(GIVEN ENTRIES)

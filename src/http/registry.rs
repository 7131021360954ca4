//! Named clients and default selection.
//!
//! # Responsibilities
//! - Build one `HttpClient` per configured name, plus the built-in
//!   `http11` / `http2` clients
//! - Pick the process default once, at start-up
//! - Resolve the client for a call, honoring `CallContext::client`
//!
//! # Design Decisions
//! - Built once and passed by reference; there is no global client
//! - An unknown per-call override falls back to the default with a warning

use std::collections::HashMap;
use std::sync::Arc;

use crate::config::{ClientConfig, Protocol, RegistryConfig, HTTP11_CLIENT, HTTP2_CLIENT};
use crate::context::CallContext;
use crate::http::client::HttpClient;

/// Environment variable selecting the HTTP/1.1 default client.
pub const USE_HTTP11_ENV: &str = "use_http11";
/// Environment variable holding the deployment profile.
pub const PROFILE_ENV: &str = "profile";

/// Start-up settings read from the process environment.
#[derive(Debug, Clone, Default, PartialEq, Eq)]
pub struct Environment {
    pub profile: String,
    pub use_http11: bool,
}

impl Environment {
    pub fn from_env() -> Self {
        Self {
            profile: std::env::var(PROFILE_ENV).unwrap_or_default(),
            use_http11: std::env::var(USE_HTTP11_ENV).is_ok_and(|v| v == "true"),
        }
    }

    fn default_client(&self) -> &'static str {
        if self.use_http11 {
            HTTP11_CLIENT
        } else {
            HTTP2_CLIENT
        }
    }
}

/// Every client of the process, by name.
#[derive(Debug)]
pub struct ClientRegistry {
    clients: HashMap<String, Arc<HttpClient>>,
    default: Arc<HttpClient>,
    profile: String,
}

impl ClientRegistry {
    /// Built-in clients only, default chosen from the environment.
    pub fn from_env() -> Self {
        Self::from_config(&RegistryConfig::default(), &Environment::from_env())
    }

    /// Build every configured client. `config` is expected to be validated,
    /// so `default_client` names a known client.
    pub fn from_config(config: &RegistryConfig, env: &Environment) -> Self {
        let mut configs: Vec<ClientConfig> = config.clients.clone();
        for (name, protocol) in [(HTTP11_CLIENT, Protocol::Http1), (HTTP2_CLIENT, Protocol::Http2)] {
            if !configs.iter().any(|c| c.name == name) {
                configs.push(ClientConfig::named(name, protocol));
            }
        }

        let clients: HashMap<String, Arc<HttpClient>> = configs
            .into_iter()
            .map(|c| {
                let client = HttpClient::new(c, &env.profile);
                (client.name().to_string(), Arc::new(client))
            })
            .collect();

        let wanted = config
            .default_client
            .as_deref()
            .unwrap_or_else(|| env.default_client());
        let default = match clients.get(wanted) {
            Some(client) => client.clone(),
            None => {
                tracing::warn!(client = %wanted, "Unknown default client, using built-in");
                clients[env.default_client()].clone()
            }
        };

        tracing::info!(
            default = %default.name(),
            clients = clients.len(),
            profile = %env.profile,
            "Client registry ready"
        );

        Self {
            clients,
            default,
            profile: env.profile.clone(),
        }
    }

    pub fn default_client(&self) -> &Arc<HttpClient> {
        &self.default
    }

    pub fn get(&self, name: &str) -> Option<&Arc<HttpClient>> {
        self.clients.get(name)
    }

    /// Client for a call: the override named by `ctx.client`, or the default.
    pub fn client_for(&self, ctx: &CallContext) -> &Arc<HttpClient> {
        match ctx.client.as_deref() {
            None => &self.default,
            Some(name) => self.clients.get(name).unwrap_or_else(|| {
                tracing::warn!(client = %name, "Unknown client override, using default");
                &self.default
            }),
        }
    }

    /// Register or replace a client under its own name.
    pub fn insert(&mut self, client: HttpClient) {
        let client = Arc::new(client);
        if client.name() == self.default.name() {
            self.default = client.clone();
        }
        self.clients.insert(client.name().to_string(), client);
    }

    /// Fresh context carrying the deployment profile.
    pub fn new_context(&self) -> CallContext {
        CallContext {
            profile: self.profile.clone(),
            ..Default::default()
        }
    }

    pub fn names(&self) -> Vec<&str> {
        let mut names: Vec<&str> = self.clients.keys().map(String::as_str).collect();
        names.sort_unstable();
        names
    }
}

(End GIVEN ENTRIES)

Put down each entry again, unchanged and complete.

filename src/http/registry.rs
repository 7131021360954ca4
//! Named clients and default selection.
//!
//! # Responsibilities
//! - Build one `HttpClient` per configured name, plus the built-in
//!   `http11` / `http2` clients
//! - Pick the process default once, at start-up
//! - Resolve the client for a call, honoring `CallContext::client`
//!
//! # Design Decisions
//! - Built once and passed by reference; there is no global client
//! - An unknown per-call override falls back to the default with a warning

use std::collections::HashMap;
use std::sync::Arc;

use crate::config::{ClientConfig, Protocol, RegistryConfig, HTTP11_CLIENT, HTTP2_CLIENT};
use crate::context::CallContext;
use crate::http::client::HttpClient;

/// Environment variable selecting the HTTP/1.1 default client.
pub const USE_HTTP11_ENV: &str = "use_http11";
/// Environment variable holding the deployment profile.
pub const PROFILE_ENV: &str = "profile";

/// Start-up settings read from the process environment.
#[derive(Debug, Clone, Default, PartialEq, Eq)]
pub struct Environment {
    pub profile: String,
    pub use_http11: bool,
}

impl Environment {
    pub fn from_env() -> Self {
        Self {
            profile: std::env::var(PROFILE_ENV).unwrap_or_default(),
            use_http11: std::env::var(USE_HTTP11_ENV).is_ok_and(|v| v == "true"),
        }
    }

    fn default_client(&self) -> &'static str {
        if self.use_http11 {
            HTTP11_CLIENT
        } else {
            HTTP2_CLIENT
        }
    }
}

/// Every client of the process, by name.
#[derive(Debug)]
pub struct ClientRegistry {
    clients: HashMap<String, Arc<HttpClient>>,
    default: Arc<HttpClient>,
    profile: String,
}

impl ClientRegistry {
    /// Built-in clients only, default chosen from the environment.
    pub fn from_env() -> Self {
        Self::from_config(&RegistryConfig::default(), &Environment::from_env())
    }

    /// Build every configured client. `config` is expected to be validated,
    /// so `default_client` names a known client.
    pub fn from_config(config: &RegistryConfig, env: &Environment) -> Self {
        let mut configs: Vec<ClientConfig> = config.clients.clone();
        for (name, protocol) in [(HTTP11_CLIENT, Protocol::Http1), (HTTP2_CLIENT, Protocol::Http2)] {
            if !configs.iter().any(|c| c.name == name) {
                configs.push(ClientConfig::named(name, protocol));
            }
        }

        let clients: HashMap<String, Arc<HttpClient>> = configs
            .into_iter()
            .map(|c| {
                let client = HttpClient::new(c, &env.profile);
                (client.name().to_string(), Arc::new(client))
            })
            .collect();

        let wanted = config
            .default_client
            .as_deref()
            .unwrap_or_else(|| env.default_client());
        let default = match clients.get(wanted) {
            Some(client) => client.clone(),
            None => {
                tracing::warn!(client = %wanted, "Unknown default client, using built-in");
                clients[env.default_client()].clone()
            }
        };

        tracing::info!(
            default = %default.name(),
            clients = clients.len(),
            profile = %env.profile,
            "Client registry ready"
        );

        Self {
            clients,
            default,
            profile: env.profile.clone(),
        }
    }

    pub fn default_client(&self) -> &Arc<HttpClient> {
        &self.default
    }

    pub fn get(&self, name: &str) -> Option<&Arc<HttpClient>> {
        self.clients.get(name)
    }

    /// Client for a call: the override named by `ctx.client`, or the default.
    pub fn client_for(&self, ctx: &CallContext) -> &Arc<HttpClient> {
        match ctx.client.as_deref() {
            None => &self.default,
            Some(name) => self.clients.get(name).unwrap_or_else(|| {
                tracing::warn!(client = %name, "Unknown client override, using default");
                &self.default
            }),
        }
    }

    /// Register or replace a client under its own name.
    pub fn insert(&mut self, client: HttpClient) {
        let client = Arc::new(client);
        if client.name() == self.default.name() {
            self.default = client.clone();
        }
        self.clients.insert(client.name().to_string(), client);
    }

    /// Fresh context carrying the deployment profile.
    pub fn new_context(&self) -> CallContext {
        CallContext {
            profile: self.profile.clone(),
            ..Default::default()
        }
    }

    pub fn names(&self) -> Vec<&str> {
        let mut names: Vec<&str> = self.clients.keys().map(String::as_str).collect();
        names.sort_unstable();
        names
    }
}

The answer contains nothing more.